5. Wedding Vendors. There is going to be an entire blog post dedicated to this topic. Since I am a wedding vendor, you can imagine the experiences that I have had that can really help you out here. Seriously, read that post. Make a list of services you need. Common services for a wedding include: Photographer, DJ/Band, Florist, Wedding Planner, Musician/Musicians for Ceremony and or cocktail hour, Videographer, Photo Booth, Cake Baker, Caterer if not included with venue, Rental Companies for tents, reception décor, table lines, special chairs, furniture, invitations, Bridal Boutique for wedding gown, bridesmaid’s dresses, and tuxedos. Depending on your wish list for your wedding, you may have more but these are the most common.
6. Booking Vendors. Once you have a list of vendors you are interested in, start reaching out to get available dates and pricing information. If the vendor isn’t available for the date or dates you are considering, there is no point in keeping them on the list. This is where being flexible with a few dates will work in your favor. Once you have determined availability, proceed with the booking process. Expect to sign a contract (you should, for your sake as well, sign a contract) and make some type of retainer payment to secure the date. Any vendors that can only cover one event per date, such as photographer, dj, videographer should be secured first.

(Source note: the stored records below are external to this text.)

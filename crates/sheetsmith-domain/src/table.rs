//! Extracted tables and the three extraction variants.

/// One row of string cells
pub type Row = Vec<String>;

/// One table: rows in reading order
pub type Table = Vec<Row>;

/// Extraction strategy requested from the model.
///
/// All three variants are requested in a single call. The declaration order
/// here is the sheet order in the generated workbook.
#[derive(Debug, Clone, Copy, PartialEq, Eq, Hash)]
pub enum Variant {
    /// Model's best interpretation of each table
    BestEffort,
    /// Cleaned-up view with normalized headers
    StructuredView,
    /// Cell text exactly as printed
    RawData,
}

impl Variant {
    /// All variants in sheet order
    pub const ALL: [Variant; 3] = [Variant::BestEffort, Variant::StructuredView, Variant::RawData];

    /// JSON key used in the model's response
    pub fn key(self) -> &'static str {
        match self {
            Variant::BestEffort => "best_effort",
            Variant::StructuredView => "structured_view",
            Variant::RawData => "raw_data",
        }
    }

    /// Worksheet title
    pub fn sheet_name(self) -> &'static str {
        match self {
            Variant::BestEffort => "Best Effort",
            Variant::StructuredView => "Structured View",
            Variant::RawData => "Raw Data",
        }
    }

    /// Look up a variant by its JSON key
    pub fn from_key(key: &str) -> Option<Self> {
        Self::ALL.into_iter().find(|v| v.key() == key)
    }
}

impl std::fmt::Display for Variant {
    fn fmt(&self, f: &mut std::fmt::Formatter<'_>) -> std::fmt::Result {
        f.write_str(self.key())
    }
}

/// Tables extracted from one document, grouped by variant.
///
/// Any collection may be empty; an empty collection simply produces no sheet.
#[derive(Debug, Clone, Default, PartialEq, Eq)]
pub struct ExtractionResult {
    /// Best-effort tables
    pub best_effort: Vec<Table>,
    /// Raw cell text tables
    pub raw_data: Vec<Table>,
    /// Structured view tables
    pub structured_view: Vec<Table>,
}

impl ExtractionResult {
    /// Tables for one variant
    pub fn tables(&self, variant: Variant) -> &[Table] {
        match variant {
            Variant::BestEffort => &self.best_effort,
            Variant::StructuredView => &self.structured_view,
            Variant::RawData => &self.raw_data,
        }
    }

    /// Mutable tables for one variant
    pub fn tables_mut(&mut self, variant: Variant) -> &mut Vec<Table> {
        match variant {
            Variant::BestEffort => &mut self.best_effort,
            Variant::StructuredView => &mut self.structured_view,
            Variant::RawData => &mut self.raw_data,
        }
    }

    /// Total number of tables across all variants
    pub fn table_count(&self) -> usize {
        Variant::ALL.iter().map(|v| self.tables(*v).len()).sum()
    }

    /// True when no variant holds a table
    pub fn is_empty(&self) -> bool {
        self.table_count() == 0
    }
}

#[cfg(test)]
mod tests {
    use super::*;

    #[test]
    fn test_variant_order() {
        assert_eq!(
            Variant::ALL,
            [Variant::BestEffort, Variant::StructuredView, Variant::RawData]
        );
    }

    #[test]
    fn test_variant_keys_round_trip() {
        for variant in Variant::ALL {
            assert_eq!(Variant::from_key(variant.key()), Some(variant));
        }
        assert_eq!(Variant::from_key("tables"), None);
    }

    #[test]
    fn test_table_count() {
        let mut result = ExtractionResult::default();
        assert!(result.is_empty());

        result.tables_mut(Variant::RawData).push(vec![vec!["a".to_string()]]);
        result.best_effort.push(vec![]);
        assert_eq!(result.table_count(), 2);
        assert_eq!(result.tables(Variant::RawData).len(), 1);
        assert!(result.tables(Variant::StructuredView).is_empty());
    }
}
//! Sheetsmith LLM Provider Layer
//!
//! Implementations of the `LlmProvider` trait from `sheetsmith-domain`.
//!
//! # Providers
//!
//! - `MockProvider`: Deterministic mock for testing, counts calls
//! - `GeminiProvider`: Google Gemini `generateContent` integration
//!
//! # Examples
//!
//! ```
//! use sheetsmith_domain::{GenerationRequest, LlmProvider};
//! use sheetsmith_llm::MockProvider;
//!
//! # async fn example() {
//! let provider = MockProvider::new(r#"{"best_effort": []}"#);
//! let request = GenerationRequest {
//!     prompt: "extract".to_string(),
//!     document: vec![],
//!     media_type: "application/pdf".to_string(),
//!     response_schema: "{}".to_string(),
//! };
//! let reply = provider.generate_structured(&request).await.unwrap();
//! assert_eq!(reply, r#"{"best_effort": []}"#);
//! assert_eq!(provider.call_count(), 1);
//! # }
//! ```

#![warn(missing_docs)]

pub mod gemini;

use sheetsmith_domain::{GenerationRequest, LlmProvider as LlmProviderTrait};
use std::sync::{Arc, Mutex};
use std::time::Duration;
use thiserror::Error;

pub use gemini::GeminiProvider;

/// Errors that can occur during LLM operations
#[derive(Error, Debug)]
pub enum LlmError {
    /// Network or API communication error
    #[error("Communication error: {0}")]
    Communication(String),

    /// Invalid response from the provider
    #[error("Invalid response: {0}")]
    InvalidResponse(String),

    /// Request could not be built
    #[error("Invalid request: {0}")]
    InvalidRequest(String),

    /// Rate limit exceeded
    #[error("Rate limit exceeded")]
    RateLimitExceeded,

    /// Model not available
    #[error("Model not available: {0}")]
    ModelNotAvailable(String),

    /// No API key configured
    #[error("API key not configured")]
    MissingApiKey,

    /// Generic error
    #[error("LLM error: {0}")]
    Other(String),
}

#[derive(Debug, Clone)]
enum MockReply {
    Text(String),
    Error(String),
}

/// Mock LLM provider for deterministic testing
///
/// Returns a pre-configured reply without making any network calls. The call
/// counter and the last request are shared between clones so a test can keep
/// a handle while the pipeline owns the provider.
#[derive(Debug, Clone)]
pub struct MockProvider {
    reply: MockReply,
    delay: Option<Duration>,
    configured: bool,
    call_count: Arc<Mutex<usize>>,
    last_request: Arc<Mutex<Option<GenerationRequest>>>,
}

impl MockProvider {
    /// Create a new MockProvider that always replies with `response`
    pub fn new(response: impl Into<String>) -> Self {
        Self {
            reply: MockReply::Text(response.into()),
            delay: None,
            configured: true,
            call_count: Arc::new(Mutex::new(0)),
            last_request: Arc::new(Mutex::new(None)),
        }
    }

    /// Create a MockProvider whose every call fails
    pub fn failing(message: impl Into<String>) -> Self {
        Self {
            reply: MockReply::Error(message.into()),
            ..Self::default()
        }
    }

    /// Create a MockProvider that reports a missing credential
    pub fn unconfigured() -> Self {
        Self {
            configured: false,
            ..Self::default()
        }
    }

    /// Delay every reply by `delay`
    pub fn with_delay(mut self, delay: Duration) -> Self {
        self.delay = Some(delay);
        self
    }

    /// Get the number of times generate was called
    pub fn call_count(&self) -> usize {
        *self.call_count.lock().unwrap()
    }

    /// Reset the call count
    pub fn reset_call_count(&self) {
        *self.call_count.lock().unwrap() = 0;
    }

    /// The most recent request, if any
    pub fn last_request(&self) -> Option<GenerationRequest> {
        self.last_request.lock().unwrap().clone()
    }
}

impl Default for MockProvider {
    fn default() -> Self {
        Self::new("{}")
    }
}

impl LlmProviderTrait for MockProvider {
    type Error = LlmError;

    fn is_configured(&self) -> bool {
        self.configured
    }

    fn model_name(&self) -> &str {
        "mock"
    }

    async fn generate_structured(&self, request: &GenerationRequest) -> Result<String, LlmError> {
        *self.call_count.lock().unwrap() += 1;
        *self.last_request.lock().unwrap() = Some(request.clone());

        if let Some(delay) = self.delay {
            tokio::time::sleep(delay).await;
        }

        match &self.reply {
            MockReply::Text(text) => Ok(text.clone()),
            MockReply::Error(message) => Err(LlmError::Other(message.clone())),
        }
    }
}
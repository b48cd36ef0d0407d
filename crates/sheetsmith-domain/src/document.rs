//! Uploaded document value type.

/// Media type for PDF documents
pub const PDF_MEDIA_TYPE: &str = "application/pdf";

/// A document received from a client for conversion.
///
/// Lives only for the duration of one request. The bytes are held in memory;
/// nothing is written to disk.
#[derive(Debug, Clone, PartialEq, Eq)]
pub struct UploadedDocument {
    bytes: Vec<u8>,
    media_type: String,
    file_name: Option<String>,
}

impl UploadedDocument {
    /// Create a document with an explicit media type
    pub fn new(bytes: Vec<u8>, media_type: impl Into<String>) -> Self {
        Self {
            bytes,
            media_type: media_type.into(),
            file_name: None,
        }
    }

    /// Create a PDF document
    pub fn pdf(bytes: Vec<u8>) -> Self {
        Self::new(bytes, PDF_MEDIA_TYPE)
    }

    /// Attach the client-supplied file name
    pub fn with_file_name(mut self, file_name: impl Into<String>) -> Self {
        self.file_name = Some(file_name.into());
        self
    }

    /// Raw document bytes
    pub fn bytes(&self) -> &[u8] {
        &self.bytes
    }

    /// Declared media type
    pub fn media_type(&self) -> &str {
        &self.media_type
    }

    /// Size in bytes
    pub fn size(&self) -> usize {
        self.bytes.len()
    }

    /// Client-supplied file name, if any
    pub fn file_name(&self) -> Option<&str> {
        self.file_name.as_deref()
    }

    /// Suggested file name for the generated workbook.
    ///
    /// Uses the stem of the uploaded file name, keeping only characters that
    /// are safe inside a `Content-Disposition` header. Falls back to `tables`.
    pub fn workbook_file_name(&self) -> String {
        let stem = self
            .file_name
            .as_deref()
            .map(|name| {
                // Strip any client-side path
                let base = name.rsplit(['/', '\\']).next().unwrap_or(name);
                match base.rfind('.') {
                    Some(idx) if idx > 0 => &base[..idx],
                    _ => base,
                }
            })
            .map(|stem| {
                stem.chars()
                    .filter(|c| c.is_ascii_alphanumeric() || matches!(c, '-' | '_' | ' ' | '.'))
                    .collect::<String>()
                    .trim()
                    .to_string()
            })
            .filter(|stem| !stem.is_empty())
            .unwrap_or_else(|| "tables".to_string());

        format!("{}.xlsx", stem)
    }
}

#[cfg(test)]
mod tests {
    use super::*;

    #[test]
    fn test_pdf_document() {
        let doc = UploadedDocument::pdf(vec![1, 2, 3]);
        assert_eq!(doc.media_type(), PDF_MEDIA_TYPE);
        assert_eq!(doc.size(), 3);
        assert_eq!(doc.file_name(), None);
    }

    #[test]
    fn test_workbook_file_name_from_upload() {
        let doc = UploadedDocument::pdf(vec![]).with_file_name("report-2024.pdf");
        assert_eq!(doc.workbook_file_name(), "report-2024.xlsx");
    }

    #[test]
    fn test_workbook_file_name_default() {
        let doc = UploadedDocument::pdf(vec![]);
        assert_eq!(doc.workbook_file_name(), "tables.xlsx");
    }

    #[test]
    fn test_workbook_file_name_strips_path_and_quotes() {
        let doc = UploadedDocument::pdf(vec![]).with_file_name("C:\\docs\\q3 \"final\".pdf");
        assert_eq!(doc.workbook_file_name(), "q3 final.xlsx");

        let doc = UploadedDocument::pdf(vec![]).with_file_name("../../etc/passwd");
        assert_eq!(doc.workbook_file_name(), "passwd.xlsx");
    }

    #[test]
    fn test_workbook_file_name_unusable_stem() {
        let doc = UploadedDocument::pdf(vec![]).with_file_name("\"\".pdf");
        assert_eq!(doc.workbook_file_name(), "tables.xlsx");
    }
}
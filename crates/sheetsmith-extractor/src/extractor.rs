//! Core conversion pipeline

use crate::config::ExtractorConfig;
use crate::encode::encode_workbook;
use crate::error::ExtractorError;
use crate::parser::parse_model_response;
use crate::prompt::build_request;
use crate::types::{Conversion, ConversionMetadata};
use sheetsmith_domain::{ExtractionResult, LlmProvider, UploadedDocument, Workbook};
use std::sync::Arc;
use std::time::Instant;
use tokio::time::timeout;
use tracing::{debug, info, warn};

/// Converts PDF documents into workbooks through an AI provider.
///
/// Stateless between calls; one instance is shared by every request.
pub struct TableExtractor<L>
where
    L: LlmProvider,
{
    provider: Arc<L>,
    config: ExtractorConfig,
}

impl<L> Clone for TableExtractor<L>
where
    L: LlmProvider,
{
    fn clone(&self) -> Self {
        Self {
            provider: Arc::clone(&self.provider),
            config: self.config.clone(),
        }
    }
}

impl<L> TableExtractor<L>
where
    L: LlmProvider + Send + Sync + 'static,
{
    /// Create a new extractor
    pub fn new(provider: L, config: ExtractorConfig) -> Self {
        Self::from_shared(Arc::new(provider), config)
    }

    /// Create an extractor around an already shared provider
    pub fn from_shared(provider: Arc<L>, config: ExtractorConfig) -> Self {
        Self { provider, config }
    }

    /// Active configuration
    pub fn config(&self) -> &ExtractorConfig {
        &self.config
    }

    /// Underlying provider
    pub fn provider(&self) -> &L {
        &self.provider
    }

    /// Ask the provider for the document's tables.
    ///
    /// Checks run in order: configuration, document size, credential, then
    /// the single provider call under the configured deadline. No retries.
    pub async fn extract(
        &self,
        document: &UploadedDocument,
    ) -> Result<ExtractionResult, ExtractorError> {
        self.config.validate().map_err(ExtractorError::Config)?;

        if document.size() == 0 {
            return Err(ExtractorError::EmptyDocument);
        }
        if document.size() > self.config.max_document_bytes {
            return Err(ExtractorError::DocumentTooLarge(
                document.size(),
                self.config.max_document_bytes,
            ));
        }

        // Must happen before the request is built
        if !self.provider.is_configured() {
            warn!("Rejecting conversion: AI provider credential is not configured");
            return Err(ExtractorError::MissingCredential);
        }

        let request = build_request(document);
        debug!(
            "Built request: prompt {} chars, schema {} chars",
            request.prompt.len(),
            request.response_schema.len()
        );

        info!(
            "Calling model '{}' for {} byte document",
            self.provider.model_name(),
            document.size()
        );

        let call = self.provider.generate_structured(&request);
        let reply = match self.config.ai_timeout() {
            Some(deadline) => timeout(deadline, call).await.map_err(|_| {
                warn!("AI call abandoned after {:?}", deadline);
                ExtractorError::Timeout(deadline)
            })?,
            None => call.await,
        }
        .map_err(|e| {
            warn!("AI call failed: {}", e);
            ExtractorError::Llm(e.to_string())
        })?;

        debug!("Model reply length: {} chars", reply.len());

        let result = parse_model_response(&reply)?;

        info!(
            "Parsed tables: best_effort={}, structured_view={}, raw_data={}",
            result.best_effort.len(),
            result.structured_view.len(),
            result.raw_data.len()
        );

        Ok(result)
    }

    /// Convert a document into an encoded workbook
    pub async fn convert(&self, document: &UploadedDocument) -> Result<Conversion, ExtractorError> {
        let start = Instant::now();

        let result = self.extract(document).await?;
        let workbook = Workbook::from_extraction(&result);
        let bytes = encode_workbook(&workbook)?;

        let metadata = ConversionMetadata {
            model_name: self.provider.model_name().to_string(),
            document_bytes: document.size(),
            table_count: result.table_count(),
            sheet_count: workbook.sheets().len(),
            processing_time_ms: start.elapsed().as_millis() as u64,
        };

        info!(
            "Conversion complete: {} tables, {} sheets, {} bytes in {} ms",
            metadata.table_count,
            metadata.sheet_count,
            bytes.len(),
            metadata.processing_time_ms
        );

        Ok(Conversion {
            workbook,
            bytes,
            file_name: document.workbook_file_name(),
            metadata,
        })
    }
}
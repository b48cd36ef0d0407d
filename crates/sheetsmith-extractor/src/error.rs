//! Error types for the Extractor

use std::time::Duration;
use thiserror::Error;

/// Errors that can occur during conversion
#[derive(Error, Debug)]
pub enum ExtractorError {
    /// The provider has no API key
    #[error("AI provider API key is not configured")]
    MissingCredential,

    /// Document is empty
    #[error("Document is empty")]
    EmptyDocument,

    /// Document exceeds the size ceiling
    #[error("Document too large: {0} bytes (max: {1})")]
    DocumentTooLarge(usize, usize),

    /// Provider did not answer within the deadline
    #[error("AI request timed out after {0:?}")]
    Timeout(Duration),

    /// Provider call failed
    #[error("LLM error: {0}")]
    Llm(String),

    /// Reply did not match the response schema
    #[error("Invalid response format: {0}")]
    InvalidFormat(String),

    /// Workbook could not be encoded
    #[error("Workbook error: {0}")]
    Workbook(String),

    /// Configuration error
    #[error("Configuration error: {0}")]
    Config(String),
}

impl From<serde_json::Error> for ExtractorError {
    fn from(e: serde_json::Error) -> Self {
        ExtractorError::InvalidFormat(format!("JSON parse error: {}", e))
    }
}

impl From<rust_xlsxwriter::XlsxError> for ExtractorError {
    fn from(e: rust_xlsxwriter::XlsxError) -> Self {
        ExtractorError::Workbook(e.to_string())
    }
}
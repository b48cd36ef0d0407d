//! Sheetsmith Server
//!
//! HTTP front end for PDF-to-spreadsheet conversion. Accepts a PDF upload on
//! `POST /api/convert`, runs it through the extractor, and streams back an
//! XLSX workbook or a JSON error.

#![warn(missing_docs)]

pub mod config;
pub mod error;
pub mod handlers;
pub mod upload;

use config::ServerConfig;
use handlers::{create_router, AppState};
use sheetsmith_domain::LlmProvider;
use sheetsmith_llm::GeminiProvider;
use tokio::net::TcpListener;
use tracing::{info, warn};
use tracing_subscriber::EnvFilter;

/// Server error
#[derive(Debug, thiserror::Error)]
pub enum ServerError {
    /// Configuration error
    #[error("Configuration error: {0}")]
    Config(#[from] config::ConfigError),

    /// Server binding error
    #[error("Failed to bind server: {0}")]
    Bind(#[from] std::io::Error),

    /// Server error
    #[error("Server error: {0}")]
    Server(String),
}

/// Install the tracing subscriber.
///
/// Honors `RUST_LOG`; defaults to `info`.
pub fn init_tracing() {
    let filter = EnvFilter::try_from_default_env().unwrap_or_else(|_| EnvFilter::new("info"));
    // A subscriber may already be installed by an embedding binary
    let _ = tracing_subscriber::fmt().with_env_filter(filter).try_init();
}

/// Start the HTTP server
///
/// Builds the Gemini provider from the environment, wires the router and
/// serves until Ctrl-C.
pub async fn start_server(config: ServerConfig) -> Result<(), ServerError> {
    let extractor_config = config.extractor_config();

    info!("Starting Sheetsmith server");
    info!("Bind address: {}", config.bind_addr());
    info!("Profile: {:?}", config.profile);
    info!("Upload limit: {} bytes", extractor_config.max_document_bytes);
    match extractor_config.ai_timeout_secs {
        Some(secs) => info!("AI deadline: {} seconds", secs),
        None => info!("AI deadline: none"),
    }

    let provider = GeminiProvider::from_env()
        .with_endpoint(config.gemini.endpoint.clone())
        .with_model(config.gemini.model.clone());

    if !provider.is_configured() {
        warn!(
            "{} is not set; conversions will fail until it is configured",
            sheetsmith_llm::gemini::API_KEY_ENV
        );
    }
    info!("Model: {}", provider.model_name());

    let state = AppState::new(provider, extractor_config);
    let app = create_router(state);

    let listener = TcpListener::bind(&config.bind_addr()).await?;
    info!("Listening on {}", config.bind_addr());

    axum::serve(listener, app)
        .with_graceful_shutdown(shutdown_signal())
        .await
        .map_err(|e| ServerError::Server(e.to_string()))?;

    info!("Server stopped");
    Ok(())
}

async fn shutdown_signal() {
    if let Err(e) = tokio::signal::ctrl_c().await {
        warn!("Failed to listen for shutdown signal: {}", e);
        std::future::pending::<()>().await;
    }
}

#[cfg(test)]
mod tests {
    use super::*;

    #[test]
    fn test_server_error_display() {
        let err = ServerError::Server("boom".to_string());
        assert_eq!(err.to_string(), "Server error: boom");

        let err = ServerError::from(config::ConfigError::InvalidValue(
            "bind_port".to_string(),
            "x".to_string(),
        ));
        assert!(err.to_string().starts_with("Configuration error"));
    }
}
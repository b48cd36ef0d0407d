//! Error types for the CLI application.

use thiserror::Error;

/// Result type alias for CLI operations.
pub type Result<T> = std::result::Result<T, CliError>;

/// CLI-specific errors.
#[derive(Debug, Error)]
pub enum CliError {
    /// Conversion error
    #[error("{0}")]
    Extraction(#[from] sheetsmith_extractor::ExtractorError),

    /// I/O error
    #[error("I/O error: {0}")]
    Io(#[from] std::io::Error),

    /// Serialization error
    #[error("Serialization error: {0}")]
    Serialization(#[from] serde_json::Error),

    /// Invalid input
    #[error("Invalid input: {0}")]
    InvalidInput(String),
}
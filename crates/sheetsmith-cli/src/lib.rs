//! Sheetsmith CLI library.
//!
//! Offline conversion of local PDF files into XLSX workbooks using the same
//! pipeline as the server.

pub mod cli;
pub mod commands;
pub mod error;
pub mod output;

pub use cli::{Cli, Command};
pub use error::{CliError, Result};
pub use output::{Formatter, OutputFormat};
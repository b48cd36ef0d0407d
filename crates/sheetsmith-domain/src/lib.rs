//! Sheetsmith Domain Layer
//!
//! Core data model for converting PDF tables into spreadsheet workbooks.
//! This crate has no external dependencies and defines the value types and
//! trait seams that the provider, extractor and server crates build upon.
//!
//! ## Key Concepts
//!
//! - **UploadedDocument**: the PDF bytes received from a client, never persisted
//! - **Variant**: one of the three extraction strategies requested from the model
//! - **ExtractionResult**: tables per variant, each table a list of string rows
//! - **Workbook**: ordered named sheets assembled from an extraction result
//!
//! ## Architecture
//!
//! - No external crate dependencies
//! - Pure data and assembly logic only
//! - The AI provider is reached through the [`traits::LlmProvider`] trait

#![warn(missing_docs)]
#![warn(clippy::all)]

pub mod document;
pub mod table;
pub mod traits;
pub mod workbook;

// Re-exports for convenience
pub use document::{UploadedDocument, PDF_MEDIA_TYPE};
pub use table::{ExtractionResult, Row, Table, Variant};
pub use traits::{GenerationRequest, LlmProvider};
pub use workbook::{Sheet, Workbook};
//! Trait definitions for external interactions
//!
//! These traits define the boundary between the conversion pipeline and the
//! AI provider. Implementations live in `sheetsmith-llm`.

use std::future::Future;

/// A single multimodal generation call: one document plus one instruction,
/// with the reply constrained to a JSON schema.
#[derive(Debug, Clone)]
pub struct GenerationRequest {
    /// Natural-language instruction
    pub prompt: String,
    /// Document bytes sent inline with the prompt
    pub document: Vec<u8>,
    /// Media type of `document`
    pub media_type: String,
    /// Response schema as JSON text
    pub response_schema: String,
}

/// Trait for AI provider operations
///
/// Implemented by the infrastructure layer (sheetsmith-llm)
pub trait LlmProvider {
    /// Error type for provider operations
    type Error: std::fmt::Display;

    /// Whether the provider holds the credential it needs.
    ///
    /// Checked before any request is built so that a missing key never
    /// results in network I/O.
    fn is_configured(&self) -> bool;

    /// Model identifier, for logging
    fn model_name(&self) -> &str;

    /// Generate schema-constrained JSON text for a document.
    ///
    /// Dropping the returned future abandons the call.
    fn generate_structured(
        &self,
        request: &GenerationRequest,
    ) -> impl Future<Output = Result<String, Self::Error>> + Send;
}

7. Bridesmaids and Groomsmen. This part is sometimes done before all the above because couples usually ask their close friends or family members. Being a bridesmaid or groomsmen is a big commitment on their part and on your part. This requires a dress purchase, special shoes, tuxedo rental, shower, bachelorlette, and bachelor party just to name a few. On your part, consider how many people you’ll want to manage and keep track of. This is a lot of work and you already have a lot to do. Large wedding parties often seem like a great idea at the beginning, but smaller bridal parties generally are much less stressful. Even things like transportation between venues can be tricky if you have a very large bridal party.
8. Engagement Photos/Save the Date. Most wedding photographers include an engagement session with your package. This is a great time to get photos together as a couple that aren’t selfie style and that you can use to make a save the date if you are going to send those out. Save the Dates are especially important if you are getting married on a holiday weekend, have a lot of out of town guests, or are choosing a wedding that requires travel. The general rule of thumb for save the dates is 4-6 months prior. Too much sooner than that and they may get lost or forgot about. Invitations go out 6 weeks prior to the wedding.
9. Bridal/Couple Shower. Once the above is all complete, which is usually all done at the beginning of your engagement, you’ll have a “slow” period where you can be working on your shower which is usually hosted by your wedding attendants or parents. Prior to the shower you can register for gifts to make it easy for your guests to purchase something they know you want.
10. Enjoy the slow time. This is the calm before the storm. Once you start working on the invitations, things get very busy again. Enjoy the process of planning your wedding!